И ничего странного и удивительного здесь нет. Ведь и предшествовавший режим родился из Войны. Первой мировой. Да, да, я о Большевистском режиме. Он начал складываться в ходе той самой Первой. И, конечно, никто тогда и предположить не мог, что выплавляется нечто небывалое. И сами большевики тоже ничего не знали и в том процессе не участвовали. Во-первых, воспитывался «массовый человек» – новый социальный индивид, проживающий свою жизнь в кипящем многомиллионном котле. Во-вторых, этот «массовый человек» сразу же был помазан Войной – кровью, убийством, безжалостностью, бессердечностью и пр. Но какой Войной! Массовой, бесконечной (и вправду сказать, начавшись в 14-м, когда была завершена? В 45-м? В 89-м?), технической и анонимной. На два последних ее свойства следует обратить особое внимание.
Ленинизм-сталинизм, гитлеризм, маоизм и т.п. стали возможны тогда, когда появилась и реализовалась техническая
возможность анонимных массовых убийств. Первая мировая («Великая война» – у англичан, французов и др., но не у немцев и русских) научила человека (миллионы людей) уничтожать себе подобных с большой дистанции с помощью каких-то сложных устройств, без всякого физического перенапряжения и – главное – без личного соучастия-сопереживания в убийстве, так сказать, имперсонально, «ничего личного». На этом и были построены тоталитарные режимы ХХ в.Евреев массово убивали уже не в ходе массовых погромов, где христиане, представленные своим боевым авангардом, встречались со своими жертвами лицом к лицу. Евреев убивали в специально отведенных местах в газовых камерах. Утром дома попил кофе, поцеловал жену и милых детишек, напомнил, что вечером приглашены к Шульцам послушать Шума-на и поужинать, пришел на работу, получил задание на сегодняшний день, из своего бюро отправился на объект и, вспомнив, что надо написать матушке, она заждалась, открыл газ… Вечером Шуман, веселый разговор с Шульцем (коллегой), чуть-чуть больше пива, чем надо. В целом неплохой день. Массовый русский зек умирал от голода и холода в вечной мерзлоте, исчезал в тюрьмах, надрывался в шахтах и на лесоповале, и никто лично к этому не был причастен. Система. «Мы ничего не знали». «Таковы были приказы». Утром поел вчерашних щей, опохмелился, напомнил жене, что вечером идут к Семеновым, Степану Гаврилычу рыбца из Астрахани прислали, пришел в лагуправление, сактировал семерых умерших ночью, шестую бригаду отправил на дальнюю делянку, велел сократить норму жиров, прочитал газету, а вечером хорошо пил и пел со Степаном. Ужравшись, велели привести двух новых «бандеровцев» и заставили их голыми плясать на сорокаградусном морозе. Во потеха была, Степа даже от восторга блеванул. Эх, хорошо все-таки…
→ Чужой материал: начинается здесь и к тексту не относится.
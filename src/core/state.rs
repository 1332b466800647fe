//! # Application State
//!
//! Core browsing state for Arbor. This module contains domain logic only -
//! no TUI-specific types. Presentation state lives in the `tui` module.
//!
//! ```text
//! App
//! ├── store: TabStore                  // the tab tree (single writer)
//! ├── bridge: NavigationBridge         // one surface per tab + flags
//! ├── factory: Box<dyn SurfaceFactory> // builds surfaces on mount
//! ├── address: String                  // address bar text
//! ├── navigation: NavigationState      // back/forward/loading of active tab
//! ├── status_message: String           // status bar text
//! └── home_url: String                 // target of "home" and new roots
//! ```
//!
//! State changes only happen through `update(state, action)` in action.rs.

use std::sync::mpsc::Sender;

use crate::core::bridge::NavigationBridge;
use crate::core::config::ResolvedConfig;
use crate::core::surface::{NavigationState, SurfaceEnvelope, SurfaceFactory};
use crate::core::tree::{TabId, TabStore};

pub struct App {
    pub store: TabStore,
    pub bridge: NavigationBridge,
    factory: Box<dyn SurfaceFactory>,
    pub address: String,
    pub navigation: NavigationState,
    pub status_message: String,
    pub home_url: String,
    /// The (tab, url) pair the address bar was last synced to.
    shown: Option<(TabId, String)>,
}

impl App {
    pub fn new(
        config: &ResolvedConfig,
        factory: Box<dyn SurfaceFactory>,
        events: Sender<SurfaceEnvelope>,
    ) -> Self {
        let mut store = TabStore::new(config.home_url.clone());
        if let (Some(start), Some(root)) = (&config.start_url, store.active_tab_id()) {
            store.update_tab_url(root, start.clone());
        }

        let mut app = Self {
            store,
            bridge: NavigationBridge::new(events, config.muted_by_default),
            factory,
            address: String::new(),
            navigation: NavigationState::default(),
            status_message: String::from("Welcome to Arbor!"),
            home_url: config.home_url.clone(),
            shown: None,
        };
        app.reconcile();
        app
    }

    pub fn active_tab_id(&self) -> Option<TabId> {
        self.store.active_tab_id()
    }

    /// Mounts and unmounts surfaces to match the current tree, then syncs the
    /// address bar and navigation state with the active tab.
    pub fn reconcile(&mut self) {
        let snapshot = self.store.snapshot();
        self.bridge.reconcile(&snapshot, self.factory.as_ref());

        let Some(active) = snapshot.active() else {
            self.shown = None;
            self.address.clear();
            self.navigation = NavigationState::default();
            return;
        };

        let tab_changed = self.shown.as_ref().is_none_or(|(id, _)| *id != active.id);
        let url_changed = self.shown.as_ref().is_none_or(|(_, url)| *url != active.url);
        if tab_changed {
            self.navigation = self
                .bridge
                .navigation_state(active.id)
                .unwrap_or_default();
        }
        if tab_changed || url_changed {
            self.address = active.url.clone();
            self.shown = Some((active.id, active.url.clone()));
        }
    }
}

#[cfg(test)]
mod tests {
    use crate::core::config::ResolvedConfig;
    use crate::test_support::{FakeSurfaceFactory, TEST_HOME, test_app};

    #[test]
    fn test_app_new_defaults() {
        let (app, _factory, _rx) = test_app();
        assert_eq!(app.status_message, "Welcome to Arbor!");
        assert_eq!(app.address, TEST_HOME);
        assert_eq!(app.store.state().len(), 1);
        assert!(app.bridge.is_attached(app.active_tab_id().unwrap()));
    }

    #[test]
    fn test_start_url_replaces_home_on_first_root() {
        let (tx, _rx) = std::sync::mpsc::channel();
        let config = ResolvedConfig {
            home_url: TEST_HOME.to_string(),
            start_url: Some("https://start.test/".to_string()),
            ..ResolvedConfig::default()
        };
        let factory = FakeSurfaceFactory::default();
        let app = super::App::new(&config, Box::new(factory.clone()), tx);
        let root = app.active_tab_id().unwrap();
        assert_eq!(app.store.state().get(root).unwrap().url, "https://start.test/");
        assert_eq!(app.address, "https://start.test/");
        assert_eq!(app.home_url, TEST_HOME);
    }
}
Во многом это следствие отделения факта убийства от непосредственного – глаза в глаза – участия в нем. Разумеется, это не единственная причина торжества тоталитарных диктатур. Но – необходимая. Другое дело, что это «выстрелило» в России и Германии, а в значительной части мира не случилось. Значит там взрывоопасных проблем накопилось меньше, и защитные социальные механизмы были надежнее…
В-третьих, возвращаемся к Первой Войне – зарождалась, укреплялась, утверждалась «чрезвычайщина» как способ решения внезапно возникавших и неотложных вопросов. А во время войны почти все они таковы, т.е. неожиданны и неотложны. Если же она длительная, тотально-массовая и тотально-техницизированная, то чрезвычайщина становится системой. Системой чрезвычайного управления. Системой планирования чрезвычайных мер. Этим наносится страшный удар по основам европейской и европейски ориентированной социальной жизни – правовому конституционному государству и гражданскому обществу.
В-четвертых, власть берет на себя роль Главного Планировщика, Сборщика и Распорядителя жизненно важными ресурсами. В военный же период тенденция к сокращению ресурсов усиливается. «Забыть» эту роль после войны власти непросто. В-пятых, в условиях войны существенно повышается значение насилия как метода управления. Ну и так далее.
Это идеальная модель вызревания большевизма (и нацизма). В реальной жизни было сложнее. В годы Первой мировой в России выросло Гражданское Общество. Если отбросить негативные стереотипы восприятия Русской Власти эпохи Войны, увидим, что и Власть многому училась и росла («министерская чехарда», «распутинщина» и т.п. – разве это было определяющим?). Но в Семнадцатом и Общество, и Власть разлетелись в пух и прах под напором Общинной и других революций (в первом выпуске «Трудов по россиеведению» я писал об этом). И, напротив, энергия напора этих революций напитала большевизм, сначала как движение, затем как Режим. И он, побив всех остальных, стал на ноги и поволок Россию за собой.